//! Concurrent registrations of the same kind

mod common;

use common::*;
use regcache::prelude::*;
use std::sync::Arc;
use std::time::Duration;

fn coordinator(
    store: &Arc<ScriptedStore>,
    cache: &Arc<RecordingCache>,
) -> WriteCoordinator<User> {
    WriteCoordinator::<User>::new(store.clone(), cache.clone(), KeyNamer::default())
        .unwrap()
        .with_retry(fast_retry(3))
}

#[tokio::test(flavor = "multi_thread", worker_threads = 4)]
async fn test_alice_and_bob_register_concurrently() {
    let store = Arc::new(ScriptedStore::new());
    let cache = Arc::new(RecordingCache::new());
    cache.seed("users:all", b"[]").await;
    let coordinator = coordinator(&store, &cache);

    let handles: Vec<_> = ["alice", "bob"]
        .into_iter()
        .map(|name| {
            let coordinator = coordinator.clone();
            tokio::spawn(async move { coordinator.register_and_cache(user(name)).await })
        })
        .collect();

    let mut registrations = Vec::new();
    for handle in handles {
        registrations.push(handle.await.unwrap().unwrap());
    }

    for registration in &registrations {
        assert_eq!(registration.state(), RegistrationState::Invalidated);
        let key = format!("user:{}", registration.id());
        assert_eq!(cache.count(|c| *c == CacheCall::Set(key.clone())), 1);
        assert_eq!(
            &decode_user(&cache.peek(&key).await.unwrap()),
            registration.record()
        );
    }

    let mut ids: Vec<String> = registrations.iter().map(|r| r.id().to_string()).collect();
    ids.sort();
    assert_eq!(ids, vec!["u1", "u2"]);

    assert_eq!(cache.keys().await, vec!["user:u1", "user:u2"]);
    assert_eq!(
        cache.count(|c| *c == CacheCall::DeleteByPrefix("users:".into())),
        2
    );
    assert_eq!(store.len().await, 2);
}

#[tokio::test(flavor = "multi_thread", worker_threads = 4)]
async fn test_listing_sees_every_concurrent_registration() {
    let store = Arc::new(ScriptedStore::new());
    let cache = Arc::new(RecordingCache::new());
    let coordinator = coordinator(&store, &cache);
    let reader = coordinator.reader(Duration::from_secs(60));

    let names: Vec<String> = (0..16).map(|i| format!("user{i}")).collect();
    let handles: Vec<_> = names
        .iter()
        .cloned()
        .map(|name| {
            let coordinator = coordinator.clone();
            tokio::spawn(async move { coordinator.register_and_cache(user(&name)).await })
        })
        .collect();

    for handle in handles {
        handle.await.unwrap().unwrap();
    }

    // Readers that start after every registration returned see all records
    let listed = reader.list(&ListQuery::all()).await.unwrap();
    assert_eq!(listed.len(), names.len());
    for i in 1..=names.len() {
        let key = format!("user:u{i}");
        assert!(cache.peek(&key).await.is_some(), "missing {key}");
    }
}

#[tokio::test(flavor = "multi_thread", worker_threads = 4)]
async fn test_duplicate_names_race_to_a_single_winner() {
    let store = Arc::new(ScriptedStore::new());
    let cache = Arc::new(RecordingCache::new());
    let coordinator = coordinator(&store, &cache);

    let handles: Vec<_> = (0..8)
        .map(|_| {
            let coordinator = coordinator.clone();
            tokio::spawn(async move { coordinator.register_and_cache(user("alice")).await })
        })
        .collect();

    let mut winners = 0;
    for handle in handles {
        match handle.await.unwrap() {
            Ok(_) => winners += 1,
            Err(err) => assert!(matches!(
                err.persist_error(),
                Some(PersistError::Conflict { .. })
            )),
        }
    }

    assert_eq!(winners, 1);
    assert_eq!(store.len().await, 1);
    assert_eq!(cache.keys().await.len(), 1);
}
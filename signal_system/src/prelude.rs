//! Convenience re-exports for common signal-system usage

// Core signal system components
pub use crate::event::{EventType, RegistrationEvent};
pub use crate::manager::SignalManager;
pub use crate::types::EventCallback;

// Common external dependencies
pub use serde_json;
//! Per-registration deadline and cancellation
//!
//! Cancellation only stops steps that have not started yet. An insert that is
//! already running is left to finish, and a committed insert is never rolled
//! back; any cache steps still pending are abandoned instead.

use std::time::Duration;
use tokio::sync::watch;
use tokio::time::Instant;

#[derive(Debug, Clone, Default)]
pub struct RegisterContext {
    deadline: Option<Instant>,
    cancel: Option<watch::Receiver<bool>>,
}

/// Cancels every [`RegisterContext`] created alongside it
#[derive(Debug)]
pub struct CancelHandle(watch::Sender<bool>);

impl CancelHandle {
    pub fn cancel(&self) {
        self.0.send_replace(true);
    }

    pub fn is_cancelled(&self) -> bool {
        *self.0.borrow()
    }
}

impl RegisterContext {
    /// Context without deadline or cancellation
    pub fn new() -> Self {
        Self::default()
    }

    /// Context that can be cancelled through the returned handle
    pub fn cancellable() -> (Self, CancelHandle) {
        let (tx, rx) = watch::channel(false);
        (
            Self {
                deadline: None,
                cancel: Some(rx),
            },
            CancelHandle(tx),
        )
    }

    pub fn with_deadline(mut self, deadline: Instant) -> Self {
        self.deadline = Some(deadline);
        self
    }

    /// Deadline `timeout` from now
    pub fn with_timeout(self, timeout: Duration) -> Self {
        self.with_deadline(Instant::now() + timeout)
    }

    pub fn deadline(&self) -> Option<Instant> {
        self.deadline
    }

    /// True once the handle fired or the deadline passed
    pub fn is_cancelled(&self) -> bool {
        if self.deadline.is_some_and(|deadline| Instant::now() >= deadline) {
            return true;
        }
        self.cancel.as_ref().is_some_and(|rx| *rx.borrow())
    }
}
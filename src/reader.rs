//! Cache-aside reads of point and listing entries
//!
//! A miss falls through to the store and repopulates the entry. Cache failures
//! never fail a read: the reader logs them and serves from the store.
//!
//! Listing entries are repopulated without coordinating with writers. A listing
//! computed from a store snapshot taken before a concurrent insert committed
//! may be written after that insert's namespace invalidation, and then stays
//! stale until its TTL expires or the next registration of the kind. Keep
//! `listing_ttl` finite when that window matters.

use cache_system::{CacheError, CacheStore, KeyNamer, codec};
use serde::Serialize;
use serde::de::DeserializeOwned;
use std::sync::Arc;
use std::time::Duration;
use store_object::{
    Entity, EntityId, EntityKind, ListQuery, PersistError, PersistenceStore, Record,
};
use tracing::{debug, warn};

pub struct CachedReader<T: Entity> {
    store: Arc<dyn PersistenceStore<T>>,
    cache: Arc<dyn CacheStore>,
    namer: KeyNamer,
    kind: EntityKind,
    point_ttl: Duration,
    listing_ttl: Duration,
    cache_timeout: Duration,
}

impl<T: Entity> Clone for CachedReader<T> {
    fn clone(&self) -> Self {
        Self {
            store: self.store.clone(),
            cache: self.cache.clone(),
            namer: self.namer.clone(),
            kind: self.kind.clone(),
            point_ttl: self.point_ttl,
            listing_ttl: self.listing_ttl,
            cache_timeout: self.cache_timeout,
        }
    }
}

impl<T: Entity> std::fmt::Debug for CachedReader<T> {
    fn fmt(&self, f: &mut std::fmt::Formatter<'_>) -> std::fmt::Result {
        f.debug_struct("CachedReader")
            .field("kind", &self.kind.singular())
            .field("point_ttl", &self.point_ttl)
            .field("listing_ttl", &self.listing_ttl)
            .finish()
    }
}

impl<T: Entity> CachedReader<T> {
    pub fn new(
        store: Arc<dyn PersistenceStore<T>>,
        cache: Arc<dyn CacheStore>,
        namer: KeyNamer,
        kind: EntityKind,
    ) -> Self {
        Self {
            store,
            cache,
            namer,
            kind,
            point_ttl: Duration::ZERO,
            listing_ttl: Duration::from_secs(300),
            cache_timeout: Duration::from_secs(1),
        }
    }

    pub fn with_point_ttl(mut self, ttl: Duration) -> Self {
        self.point_ttl = ttl;
        self
    }

    pub fn with_listing_ttl(mut self, ttl: Duration) -> Self {
        self.listing_ttl = ttl;
        self
    }

    pub fn with_cache_timeout(mut self, timeout: Duration) -> Self {
        self.cache_timeout = timeout;
        self
    }

    /// Record by id, from its point entry when present
    pub async fn get(&self, id: &EntityId) -> Result<Option<Record<T>>, PersistError> {
        let key = self.namer.point_key(&self.kind, id);
        if let Some(record) = self.lookup::<Record<T>>(&key).await {
            return Ok(Some(record));
        }

        let record = self.store.get_by_id(id).await?;
        if let Some(record) = &record {
            self.fill(&key, record, self.point_ttl).await;
        }
        Ok(record)
    }

    /// Listing for `query`, from its listing entry when present
    pub async fn list(&self, query: &ListQuery) -> Result<Vec<Record<T>>, PersistError> {
        let key = self.namer.listing_key(&self.kind, query);
        if let Some(records) = self.lookup::<Vec<Record<T>>>(&key).await {
            return Ok(records);
        }

        let records = self.store.list(query).await?;
        self.fill(&key, &records, self.listing_ttl).await;
        Ok(records)
    }

    async fn lookup<V: DeserializeOwned>(&self, key: &str) -> Option<V> {
        let bytes = match self.bounded(self.cache.get(key)).await {
            Ok(Some(bytes)) => bytes,
            Ok(None) => {
                debug!(key, "cache miss");
                return None;
            }
            Err(e) => {
                warn!(key, error = %e, "cache read failed, falling back to store");
                return None;
            }
        };

        match codec::decode(&bytes) {
            Ok(value) => {
                debug!(key, "cache hit");
                Some(value)
            }
            Err(e) => {
                // Undecodable entries are treated as misses and overwritten by fill
                warn!(key, error = %e, "discarding undecodable cache entry");
                None
            }
        }
    }

    async fn fill<V: Serialize + ?Sized>(&self, key: &str, value: &V, ttl: Duration) {
        let bytes = match codec::encode(value) {
            Ok(bytes) => bytes,
            Err(e) => {
                warn!(key, error = %e, "failed to encode cache entry");
                return;
            }
        };
        if let Err(e) = self.bounded(self.cache.set(key, &bytes, ttl)).await {
            warn!(key, error = %e, "failed to populate cache entry");
        }
    }

    async fn bounded<V>(
        &self,
        call: impl Future<Output = Result<V, CacheError>>,
    ) -> Result<V, CacheError> {
        tokio::time::timeout(self.cache_timeout, call)
            .await
            .unwrap_or(Err(CacheError::Timeout))
    }
}
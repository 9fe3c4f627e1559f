//! Write coordination: persist, populate the point entry, invalidate listings
//!
//! Steps run strictly in the order insert, point `set`, namespace delete. Only
//! the insert can fail a registration; cache failures after a committed insert
//! are reported as [`CacheWarning`]s on a successful [`Registration`].
//!
//! The coordinator invalidates after writing and holds no locks, so listing
//! views are only eventually consistent. A listing read that took its store
//! snapshot before our insert committed can repopulate its listing key right
//! after our namespace delete; that entry stays stale until its TTL expires or
//! the next registration of the same kind invalidates it again. Point reads
//! that happen after a successful `set` see the new record.

use crate::context::RegisterContext;
use crate::errors::{RegisterError, RetryError};
use crate::reader::CachedReader;
use crate::registration::{CacheStep, CacheWarning, Registration, RegistrationState};
use crate::retry::RetryPolicy;
use crate::{debug_log, trace_log};
use cache_system::{CacheStore, KeyNamer, codec};
use config::CoordinatorConfig;
use serde_json::json;
use signal_system::{EventType, RegistrationEvent, SignalManager};
use std::sync::Arc;
use std::time::Duration;
use store_object::{Entity, EntityKind, PersistError, PersistenceStore, Record, ValidationError};
use tracing::warn;

/// Timeouts, retry policy and TTL used by a [`WriteCoordinator`]
#[derive(Debug, Clone)]
pub struct CoordinatorSettings {
    pub insert_timeout: Duration,
    /// Bound on each individual cache call attempt
    pub cache_timeout: Duration,
    pub retry: RetryPolicy,
    /// TTL of point entries; zero means no expiration
    pub point_ttl: Duration,
}

impl Default for CoordinatorSettings {
    fn default() -> Self {
        Self::from(&CoordinatorConfig::default())
    }
}

impl From<&CoordinatorConfig> for CoordinatorSettings {
    fn from(config: &CoordinatorConfig) -> Self {
        Self {
            insert_timeout: config.insert_timeout(),
            cache_timeout: config.cache_timeout(),
            retry: RetryPolicy::from(&config.retry),
            point_ttl: Duration::ZERO,
        }
    }
}

/// Registers entities of kind `T` and keeps the cache coherent with the store.
///
/// Cheap to clone; clones share the store, cache and signal manager.
pub struct WriteCoordinator<T: Entity> {
    store: Arc<dyn PersistenceStore<T>>,
    cache: Arc<dyn CacheStore>,
    namer: KeyNamer,
    kind: EntityKind,
    settings: CoordinatorSettings,
    signals: Option<Arc<SignalManager>>,
}

impl<T: Entity> Clone for WriteCoordinator<T> {
    fn clone(&self) -> Self {
        Self {
            store: self.store.clone(),
            cache: self.cache.clone(),
            namer: self.namer.clone(),
            kind: self.kind.clone(),
            settings: self.settings.clone(),
            signals: self.signals.clone(),
        }
    }
}

impl<T: Entity> std::fmt::Debug for WriteCoordinator<T> {
    fn fmt(&self, f: &mut std::fmt::Formatter<'_>) -> std::fmt::Result {
        f.debug_struct("WriteCoordinator")
            .field("kind", &self.kind.singular())
            .field("store", &self.store)
            .field("cache", &self.cache)
            .field("settings", &self.settings)
            .field("has_signals", &self.signals.is_some())
            .finish()
    }
}

impl<T: Entity> WriteCoordinator<T> {
    pub fn new(
        store: Arc<dyn PersistenceStore<T>>,
        cache: Arc<dyn CacheStore>,
        namer: KeyNamer,
    ) -> Result<Self, ValidationError> {
        Ok(Self {
            store,
            cache,
            namer,
            kind: EntityKind::of::<T>()?,
            settings: CoordinatorSettings::default(),
            signals: None,
        })
    }

    pub fn with_settings(mut self, settings: CoordinatorSettings) -> Self {
        self.settings = settings;
        self
    }

    pub fn with_retry(mut self, retry: RetryPolicy) -> Self {
        self.settings.retry = retry;
        self
    }

    pub fn with_point_ttl(mut self, ttl: Duration) -> Self {
        self.settings.point_ttl = ttl;
        self
    }

    /// Set signal manager receiving registration events
    pub fn with_signals(mut self, signals: Arc<SignalManager>) -> Self {
        self.signals = Some(signals);
        self
    }

    pub fn kind(&self) -> &EntityKind {
        &self.kind
    }

    pub fn namer(&self) -> &KeyNamer {
        &self.namer
    }

    pub fn settings(&self) -> &CoordinatorSettings {
        &self.settings
    }

    /// Cache-aside reader over the same store, cache and key space
    pub fn reader(&self, listing_ttl: Duration) -> CachedReader<T> {
        CachedReader::new(
            self.store.clone(),
            self.cache.clone(),
            self.namer.clone(),
            self.kind.clone(),
        )
        .with_point_ttl(self.settings.point_ttl)
        .with_listing_ttl(listing_ttl)
        .with_cache_timeout(self.settings.cache_timeout)
    }

    /// Persist `entity`, cache it under its point key and invalidate the kind's
    /// listing namespace.
    pub async fn register_and_cache(&self, entity: T) -> Result<Registration<T>, RegisterError> {
        self.register_with(entity, &RegisterContext::new()).await
    }

    /// [`register_and_cache`](Self::register_and_cache) honouring a deadline or
    /// cancellation handle
    pub async fn register_with(
        &self,
        entity: T,
        ctx: &RegisterContext,
    ) -> Result<Registration<T>, RegisterError> {
        let mut state = RegistrationState::Pending;

        if ctx.is_cancelled() {
            debug_log!(kind = %self.kind, "registration cancelled before insert");
            return Err(RegisterError::Cancelled {
                kind: self.kind.singular().to_string(),
            });
        }

        let record = match self.persist(entity).await {
            Ok(record) => record,
            Err(source) => {
                advance(&mut state, RegistrationState::PersistFailed);
                return Err(self.persist_failed(source));
            }
        };
        advance(&mut state, RegistrationState::Persisted);
        debug_log!(kind = %self.kind, id = %record.id, "record persisted");

        let mut warnings = Vec::new();

        match self.populate_point(&record, ctx).await {
            Ok(()) => advance(&mut state, RegistrationState::CachePopulated),
            Err(warning) => {
                advance(&mut state, RegistrationState::CacheDegraded);
                warnings.push(warning);
            }
        }

        // Listings are stale now whether or not the point entry was written
        match self.invalidate_listings(ctx).await {
            Ok(_deleted) => {
                trace_log!(kind = %self.kind, deleted = _deleted, "listing namespace invalidated");
                if state == RegistrationState::CachePopulated {
                    advance(&mut state, RegistrationState::Invalidated);
                }
            }
            Err(warning) => {
                if state == RegistrationState::CachePopulated {
                    advance(&mut state, RegistrationState::CacheDegraded);
                }
                warnings.push(warning);
            }
        }

        let registration = Registration::new(record, warnings);
        debug_assert_eq!(registration.state(), state);
        self.report(&registration);
        Ok(registration)
    }

    async fn persist(&self, entity: T) -> Result<Record<T>, PersistError> {
        entity.validate()?;

        // No retry: a timed-out insert may still have committed
        let timeout = self.settings.insert_timeout;
        match tokio::time::timeout(timeout, self.store.insert(entity)).await {
            Ok(result) => result,
            Err(_) => Err(PersistError::Unavailable(format!(
                "insert timed out after {:?}",
                timeout
            ))),
        }
    }

    async fn populate_point(
        &self,
        record: &Record<T>,
        ctx: &RegisterContext,
    ) -> Result<(), CacheWarning> {
        let key = self.namer.point_key(&self.kind, &record.id);

        let bytes = codec::encode(record).map_err(|e| CacheWarning {
            step: CacheStep::PopulatePoint,
            target: key.clone(),
            attempts: 0,
            abandoned: false,
            reason: e.to_string(),
        })?;

        let ttl = self.settings.point_ttl;
        self.settings
            .retry
            .run(self.settings.cache_timeout, ctx, || {
                self.cache.set(&key, &bytes, ttl)
            })
            .await
            .map_err(|e| warning(CacheStep::PopulatePoint, &key, e))
    }

    async fn invalidate_listings(&self, ctx: &RegisterContext) -> Result<u64, CacheWarning> {
        let prefix = self.namer.namespace_prefix(&self.kind);

        self.settings
            .retry
            .run(self.settings.cache_timeout, ctx, || {
                self.cache.delete_by_prefix(&prefix)
            })
            .await
            .map_err(|e| warning(CacheStep::InvalidateListings, &prefix, e))
    }

    fn persist_failed(&self, source: PersistError) -> RegisterError {
        warn!(kind = %self.kind, error = %source, "registration failed to persist");
        self.emit(
            RegistrationEvent::new(EventType::PersistFailed, self.kind.singular().to_string())
                .with_payload("error", json!(source.to_string()))
                .with_payload("retryable", json!(source.is_retryable())),
        );
        RegisterError::PersistFailed {
            kind: self.kind.singular().to_string(),
            source,
        }
    }

    fn report(&self, registration: &Registration<T>) {
        let id = registration.id().to_string();

        if !registration.is_degraded() {
            self.emit(
                RegistrationEvent::new(EventType::Registered, self.kind.singular().to_string())
                    .with_record_id(id),
            );
            return;
        }

        for w in registration.warnings() {
            warn!(
                kind = %self.kind,
                id = %id,
                step = ?w.step,
                target = %w.target,
                attempts = w.attempts,
                abandoned = w.abandoned,
                reason = %w.reason,
                "cache degraded after registration"
            );
        }
        self.emit(
            RegistrationEvent::new(EventType::CacheDegraded, self.kind.singular().to_string())
                .with_record_id(id)
                .with_payload("warnings", json!(registration.warnings())),
        );
    }

    fn emit(&self, event: RegistrationEvent) {
        if let Some(signals) = &self.signals {
            signals.emit(event);
        }
    }
}

fn advance(state: &mut RegistrationState, next: RegistrationState) {
    debug_assert!(
        state.can_transition_to(next),
        "invalid registration transition {} -> {}",
        state,
        next
    );
    *state = next;
}

fn warning(step: CacheStep, target: &str, err: RetryError) -> CacheWarning {
    CacheWarning {
        step,
        target: target.to_string(),
        attempts: err.attempts(),
        abandoned: matches!(err, RetryError::Cancelled { .. }),
        reason: match err {
            RetryError::Failed { source, .. } => source.to_string(),
            RetryError::Cancelled { .. } => "registration cancelled".to_string(),
        },
    }
}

» Exercise description
Collect, from the material above, every line containing the word "encode".

» Reply to the task
        let bytes = match codec::encode(value) {
                warn!(key, error = %e, "failed to encode cache entry");
        let bytes = codec::encode(record).map_err(|e| CacheWarning {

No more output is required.